Today’s Your Questions was inspired by two discussions going on over at the Digital DJ Tips forum, one from bob3697 and one from DJ Paramor, which are just the latest two places where DJs have been asking us about licensing, legality and so on when it comes to playing digital (or any) music in public.
Firstly, any discussion about this alters depending on where you live. Some countries have ridiculously difficult regulations for noting every track a DJ plays etc, while some are far more pragmatic or simply don’t enforce their laws. Where you live matters.
However, the basic principle is that the venue needs to have the licence not the DJ. However, mobile DJs may need their own licence if not playing in places that already have one but where people are paying for admission. So that means for most DJs, most of the time, you’re probably covered by your venue or venues.
The complications are introduced by digital music. Look in the small print on your favourite digital music store and it’ll almost certainly tell you the music you pay for is for your own personal use only. Even Beatport has such a line, which is clearly ridiculous for a DJ store.

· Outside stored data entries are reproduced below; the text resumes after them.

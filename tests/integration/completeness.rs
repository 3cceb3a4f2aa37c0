//! Statement completeness through the shell's engine interface

use ias::repl::classify::{classify_source, Classification};
use ias::repl::{ReplBackend, RunOutcome};
use ias::runtime::{Interpreter, RecordingBoard};

fn engine() -> Interpreter {
    Interpreter::new(Box::new(RecordingBoard::new())).unwrap()
}

/// Feed `lines` one at a time and record the verdict after each.
fn verdicts(lines: &[&str]) -> Vec<Classification> {
    let engine = engine();
    let mut text = String::new();
    let mut out = Vec::new();
    for (i, line) in lines.iter().enumerate() {
        if i > 0 {
            text.push('\n');
        }
        text.push_str(line);
        out.push(classify_source(&engine, &text));
    }
    out
}

fn open_then_ready(lines: &[&str]) {
    let got = verdicts(lines);
    let (last, open) = got.split_last().unwrap();
    assert!(
        open.iter().all(|v| *v == Classification::NeedsMore),
        "{:?} -> {:?}",
        lines,
        got
    );
    assert_eq!(*last, Classification::Ready, "{:?}", lines);
}

#[test]
fn test_multi_line_constructs() {
    open_then_ready(&["if true", "end"]);
    open_then_ready(&["def greet(name)", "  \"hi #{name}\"", "end"]);
    open_then_ready(&["class Point", "  attr_reader :x", "end"]);
    open_then_ready(&["[1, 2, 3].each do |v|", "  p v", "end"]);
    open_then_ready(&["total = 1 +", "  2 +", "  3"]);
    open_then_ready(&["s = \"first", "second\""]);
    open_then_ready(&["text = <<~EOS", "  line one", "  line two", "EOS"]);
    open_then_ready(&["h = {", "  a: 1,", "  b: 2", "}"]);
    open_then_ready(&["begin", "  raise 'x'", "rescue => e", "  e.message", "end"]);
    open_then_ready(&["case 3", "when 1..5 then :low", "else :high", "end"]);
    open_then_ready(&["foo = [1,", "", "2]"]);
}

#[test]
fn test_heredoc_stays_open_until_terminator() {
    let got = verdicts(&["x = <<EOS", "EOS is not alone here", "EOS"]);
    assert_eq!(
        got,
        vec![Classification::NeedsMore, Classification::NeedsMore, Classification::Ready]
    );
}

#[test]
fn test_errors_are_not_continuations() {
    for source in ["end", "def", "class /x/", "def m(/x/)", "1 = 2", "foo(1))"] {
        let got = classify_source(&engine(), source);
        assert!(matches!(got, Classification::SyntaxError(_)), "{:?} -> {:?}", source, got);
    }
}

#[test]
fn test_locals_from_earlier_statements_change_the_verdict() {
    let mut engine = engine();
    assert_eq!(classify_source(&engine, "n /2"), Classification::NeedsMore);
    let mut out = Vec::new();
    assert!(matches!(engine.compile_and_run("n = 8", &mut out), RunOutcome::Returned(_)));
    assert_eq!(classify_source(&engine, "n /2"), Classification::Ready);
}

#[test]
fn test_classification_does_not_run_code() {
    let engine = engine();
    classify_source(&engine, "side = 1");
    assert!(engine.local("side").is_none());
    let snapshot = engine.parse("side = 1");
    assert!(!snapshot.has_errors());
}
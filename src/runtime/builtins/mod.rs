//! Core methods
//!
//! Each submodule registers the native methods of one class (or a few
//! closely related ones) on the interpreter's core classes. Natives have
//! the [`NativeFn`](crate::runtime::class::NativeFn) signature: they get
//! the execution context, the receiver, the evaluated arguments and the
//! block, and report script errors by raising.

pub mod array;
pub mod device;
pub mod hash;
pub mod kernel;
pub mod numeric;
pub mod object;
pub mod proc;
pub mod range;
pub mod regexp;
pub mod string;

use crate::runtime::interpreter::{EvalResult, Exec, Interpreter};
use crate::runtime::value::{Args, Value};
use std::rc::Rc;

/// Register every core method and constant.
pub fn register_all(interp: &mut Interpreter) {
    let core = &interp.core;
    object::register(core);
    kernel::register(core);
    numeric::register(core);
    string::register(core);
    array::register(core);
    hash::register(core);
    range::register(core);
    proc::register(core);
    regexp::register(core);
    device::register(core, &mut interp.constants);
}

/// Argument `index`, or `nil`
#[inline]
pub fn arg(
    args: &Args,
    index: usize,
) -> Value {
    args.get(index).cloned().unwrap_or_default()
}

fn conversion_error<T>(
    exec: &Exec<'_>,
    value: &Value,
    into: &str,
) -> EvalResult<T> {
    let from = match value {
        Value::Nil => "nil".to_string(),
        other => exec.class_of(other).name.clone(),
    };
    exec.raise("TypeError", format!("no implicit conversion of {} into {}", from, into))
}

pub fn expect_int(
    exec: &Exec<'_>,
    value: &Value,
) -> EvalResult<i64> {
    match value {
        Value::Int(i) => Ok(*i),
        other => conversion_error(exec, other, "Integer"),
    }
}

/// Integer or float argument as `f64`
pub fn expect_num(
    exec: &Exec<'_>,
    value: &Value,
) -> EvalResult<f64> {
    match value.as_f64() {
        Some(x) => Ok(x),
        None => conversion_error(exec, value, "Float"),
    }
}

pub fn expect_str(
    exec: &Exec<'_>,
    value: &Value,
) -> EvalResult<String> {
    match value {
        Value::Str(text) => Ok(text.borrow().clone()),
        other => conversion_error(exec, other, "String"),
    }
}

/// Symbol or string naming a method or variable
pub fn expect_name(
    exec: &Exec<'_>,
    value: &Value,
) -> EvalResult<String> {
    match value {
        Value::Sym(name) => Ok(name.to_string()),
        Value::Str(text) => Ok(text.borrow().clone()),
        other => {
            let text = exec.fallback_string(other);
            exec.raise("TypeError", format!("{} is not a symbol nor a string", text))
        }
    }
}

/// The block, or `LocalJumpError` when the call has none.
pub fn require_block(
    exec: &Exec<'_>,
    block: Option<Value>,
) -> EvalResult<Value> {
    match block {
        Some(block) => Ok(block),
        None => exec.raise("LocalJumpError", "no block given (yield)"),
    }
}

/// Copy of the receiver's items, so blocks may mutate the array while
/// it is iterated.
pub fn items_of(value: &Value) -> Vec<Value> {
    match value {
        Value::Array(items) => items.borrow().clone(),
        _ => Vec::new(),
    }
}

/// Shared array behind an `Array` receiver
pub fn array_ref(value: &Value) -> Rc<std::cell::RefCell<Vec<Value>>> {
    match value {
        Value::Array(items) => items.clone(),
        _ => Rc::new(std::cell::RefCell::new(Vec::new())),
    }
}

Here’s another complication: Recently software has started offering access to streaming music services (for instance, djay Pro 1.1 on Mac has this, and even now touts the fact that it works on Pioneer CDJs and XDJs, which of course are in 80% of DJ booths worldwide). Yet Spotify etc have similar clauses in their user agreements about personal use only.
So in both these cases, some lawyer somewhere could make the case that as a DJ, you’re breaking the law by playing tracks you bought from Beatport, or tracks streamed from your Spotify paid subscription. As streaming music is on the up, the latter especially is a whole new can of worms.
Here’s another bizarre one. Some countries have a licence that you supposedly need if you play something on a different format to the one you bought it on. So if you buy a CD and play a CD that’s fine, but if you decide to put that music on a USB so you don’t have to cary your CDs everywhere any more, or rip it to your computer so you can use DJ software to play from instead, you need that licence. This is Dick Turpin stuff and DJs are right to be annoyed about it (hello, ProDub licence in the UK).
What’s a DJ to do?
Technology is running faster than the law, and that means grey areas. Our rule is simple: Pay for your music, don’t steal it, and make sure the venues you play at have public performance licences. Ethically that seems to cover it; it’s no one DJ’s job to rewrite copyright law in their country as technology marches forward.
You could look at how many people have actually got into trouble by flouting some technicality or other, too; you may find something that appears by the letter of the law to be illegal has never led to any successful prosecutions. (Of course, I have to add we are not lawyers, we don’t know your country, and we don’t know how easily you sleep at night. Adjust your behaviour accordingly, etc.)
One interesting development is Pioneer’s Kuvo, a “black box” that sits in DJ booths clocking what DJs play, assuming they’re using Pioneer’s system of course. Among the features of the system is a good way of reporting this info back to the record labels etc so that the licensing cash can potentially be divided out more fairly in the future. So it’s not all doom and gloom: Some people are at least thinking of a fair way of this all working as digital becomes the norm, and as streaming rears its head too.
What are your thoughts on DJing with digital music you’re supposedly not meant to use? Where do you draw the line? Where do you see this going in the future? How is it in your country? Please share your thoughts in the comments.